:: Brief ::
Print the first line of the data below and every one after it, through the line containing "tracing_subscriber::registry()", exactly as written.

#### Data to use

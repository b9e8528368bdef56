//! PokéArena Engine - Main entry point.

use std::net::SocketAddr;
use std::sync::Arc;

use axum::http::{HeaderValue, Method};
use tower_http::cors::{Any, CorsLayer};
use tower_http::trace::TraceLayer;
use tracing_subscriber::{layer::SubscriberExt, util::SubscriberInitExt};

use pokearena_engine::api;
use pokearena_engine::infrastructure::groq::GroqClient;
use pokearena_engine::infrastructure::settings::EngineSettings;
use pokearena_engine::App;

#[tokio::main]
async fn main() -> anyhow::Result<()> {
    // Load environment from repo root (the engine may be run from `crates/engine`).
    load_dotenv_from_repo_root();

    // Initialize logging
    tracing_subscriber::registry()
        .with(
            tracing_subscriber::EnvFilter::try_from_default_env()
                .unwrap_or_else(|_| "pokearena_engine=debug,tower_http=debug".into()),
        )
        .with(tracing_subscriber::fmt::layer())
        .init();

    tracing::info!("Starting PokéArena Engine");

    let settings = EngineSettings::from_env();
    tracing::debug!(?settings, "Settings loaded");

    let llm = Arc::new(GroqClient::from_settings(&settings.llm));
    if llm.has_api_key() {
        tracing::info!(
            model = %settings.llm.model,
            base_url = %settings.llm.base_url,
            timeout_secs = settings.llm.timeout_secs,
            "LLM client configured"
        );
    } else {
        tracing::warn!("GROQ_API_KEY is not set, battle and lab requests will fail");
    }

    let app = Arc::new(App::new(llm, settings.default_batch_size));

    let mut router = api::http::routes()
        .with_state(app)
        .layer(TraceLayer::new_for_http());

    if let Some(cors) = build_cors_layer(settings.cors_allowed_origins.as_deref()) {
        router = router.layer(cors);
    }

    // Start server
    let addr: SocketAddr = format!("{}:{}", settings.server_host, settings.server_port).parse()?;
    tracing::info!("Listening on {}", addr);

    let listener = tokio::net::TcpListener::bind(addr).await?;
    axum::serve(listener, router).await?;

    Ok(())
}

fn load_dotenv_from_repo_root() {
    let repo_root = std::path::Path::new(env!("CARGO_MANIFEST_DIR"))
        .join("..")
        .join("..");

    // Prefer local overrides.
    for filename in [".env.local", ".env"] {
        let path = repo_root.join(filename);
        if path.exists() {
            let _ = dotenvy::from_path(path);
        }
    }
}

fn build_cors_layer(allowed_origins: Option<&str>) -> Option<CorsLayer> {
    let allowed_origins = allowed_origins?;

    let mut cors = CorsLayer::new()
        .allow_methods([Method::GET, Method::POST, Method::OPTIONS])
        .allow_headers([axum::http::header::CONTENT_TYPE]);

    if allowed_origins == "*" {
        cors = cors.allow_origin(Any);
    } else {
        let origins: Vec<HeaderValue> = allowed_origins
            .split(',')
            .map(str::trim)
            .filter(|s| !s.is_empty())
            .filter_map(|s| HeaderValue::from_str(s).ok())
            .collect();

        if origins.is_empty() {
            return None;
        }

        cors = cors.allow_origin(origins);
    }

    Some(cors)
}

########

:: Answer area ::
repository b9e8528368bdef56
//! PokéArena Engine - Main entry point.

use std::net::SocketAddr;
use std::sync::Arc;

use axum::http::{HeaderValue, Method};
use tower_http::cors::{Any, CorsLayer};
use tower_http::trace::TraceLayer;
use tracing_subscriber::{layer::SubscriberExt, util::SubscriberInitExt};

use pokearena_engine::api;
use pokearena_engine::infrastructure::groq::GroqClient;
use pokearena_engine::infrastructure::settings::EngineSettings;
use pokearena_engine::App;

#[tokio::main]
async fn main() -> anyhow::Result<()> {
    // Load environment from repo root (the engine may be run from `crates/engine`).
    load_dotenv_from_repo_root();

    // Initialize logging
    tracing_subscriber::registry()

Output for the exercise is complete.